During a two-hour oral argument in November, it was clear that the majority favored New York law to strike. The real question in this case is the scope of the court ruling and how many similar gun rules it will affect across the country.

At least six other Democratic-led states have licensing regimes like New York – including California, Maryland and New Jersey. Together, those states represent about a quarter of the country’s population.

The judges wrestled with the limits on the right to own a gun in public and whether those limits should be more clear in densely populated places like New York City. They papered plaintiffs with speculations about whether they could ban handguns on the New York City subway or at Yankee Stadium. What on the college campus or in the bar?

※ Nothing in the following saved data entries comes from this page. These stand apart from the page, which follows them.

//! CLI tests for the wrfviz pipeline.
//!
//! Spawns the wrfviz binary with a dry-run configuration and verifies the
//! pipeline's filesystem effects without invoking the real plotting
//! toolchain.

use std::fs;
use std::path::{Path, PathBuf};
use std::process::Command;

fn write_config(root: &Path, extra: &str) -> PathBuf {
    let config = format!(
        r#"
domain = "baseeurope"
model_run = "operational"
ncl_code_dir = "{root}/ncl"
ncl_code = ["{root}/ncl/surface.ncl"]
ncl_ol_code = ["{root}/ncl/overlay.ncl"]
ncl_log = "{root}/ncl.log"
wrfout_dir = "{root}/wrfout"
init_time = "2023-05-01 06:00:00"
dom = 2
locations_file = "{root}/locations.csv"
ncl_out_dir = "{root}/plots/%Y-%m-%d_%H"
ncl_ol_out_dir = "{root}/ol/%Y-%m-%d_%H"
ncl_out_type = "png"
ncl_web_dir = "{root}/web/plots/%Y-%m-%d_%H"
ncl_ol_web_dir = "{root}/web/ol/%Y-%m-%d_%H"
gwarp = "{root}/bin/gwarp"
full_trace = true
wrftools_dir = "{root}/wrftools"
{extra}
"#,
        root = root.display()
    );
    let path = root.join("wrfviz.toml");
    fs::write(&path, config).expect("write config");
    path
}

#[test]
fn all_runs_the_pipeline_in_dry_run() {
    let temp = tempfile::tempdir().expect("tempdir");
    let root = temp.path();
    let config_path = write_config(root, "dry_run = true");

    // Seed the plain output dir so publish has something to copy.
    let out_dir = root.join("plots/2023-05-01_06");
    fs::create_dir_all(&out_dir).expect("create out dir");
    fs::write(out_dir.join("t2.png"), "t2").expect("seed plot");

    let status = Command::new(env!("CARGO_BIN_EXE_wrfviz"))
        .arg("--config")
        .arg(&config_path)
        .arg("all")
        .status()
        .expect("wrfviz all");
    assert!(status.success());

    // Both output dirs exist, and the seeded plot reached the web dir.
    assert!(root.join("ol/2023-05-01_06").is_dir());
    assert_eq!(
        fs::read_to_string(root.join("web/plots/2023-05-01_06/t2.png")).expect("read published"),
        "t2"
    );
    assert!(root.join("web/ol/2023-05-01_06").is_dir());

    // Dry run spawned no scripts, so no NCL log was written.
    assert!(!root.join("ncl.log").exists());
}

#[test]
fn missing_required_key_exits_nonzero() {
    let temp = tempfile::tempdir().expect("tempdir");
    let root = temp.path();
    let config_path = write_config(root, "");
    let truncated = fs::read_to_string(&config_path)
        .expect("read config")
        .replace(&format!("gwarp = \"{}/bin/gwarp\"\n", root.display()), "");
    fs::write(&config_path, truncated).expect("rewrite config");

    let status = Command::new(env!("CARGO_BIN_EXE_wrfviz"))
        .arg("--config")
        .arg(&config_path)
        .arg("publish")
        .status()
        .expect("wrfviz publish");
    assert!(!status.success());
}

Plaintiffs’ attorneys argued that other states, including larger cities, have more permissive gun regulations without major consequences. But the court’s liberal judges pushed back that statement, arguing that the city of Chicago is the case for how more guns can increase crime rates.

“I mean, most people believe that Chicago, like, is the worst city in the world in terms of gun violence,” Associate Justice Elena Kagan said at the time. “Chicago doesn’t think so, but everyone else thinks about Chicago.”

Much has been done in the court’s decision to hear the case last year, as judges have rejected second-amendment appeals over the years and also because they seem to be putting a brake on issues of culture war in general. Since then, 6-3 conservative courts have agreed to reconsider the extent to which states can consider races when drawing political boundaries such as abortion, positive action policies in college admissions, and congressional districts.

Argument:The Supreme Court is skeptical of legislation restricting the carrying of handguns in public

History:The 700-year-old law could signal the Supreme Court’s second amendment decision

President Joe Biden’s administration, which backed New York in the lawsuit, said at least six other states had similar laws. The Federal District Court of New York rejected the challenge of the New York permitting scheme in 2018 and the decision was upheld by the US Court of Appeals for the 2G circuit.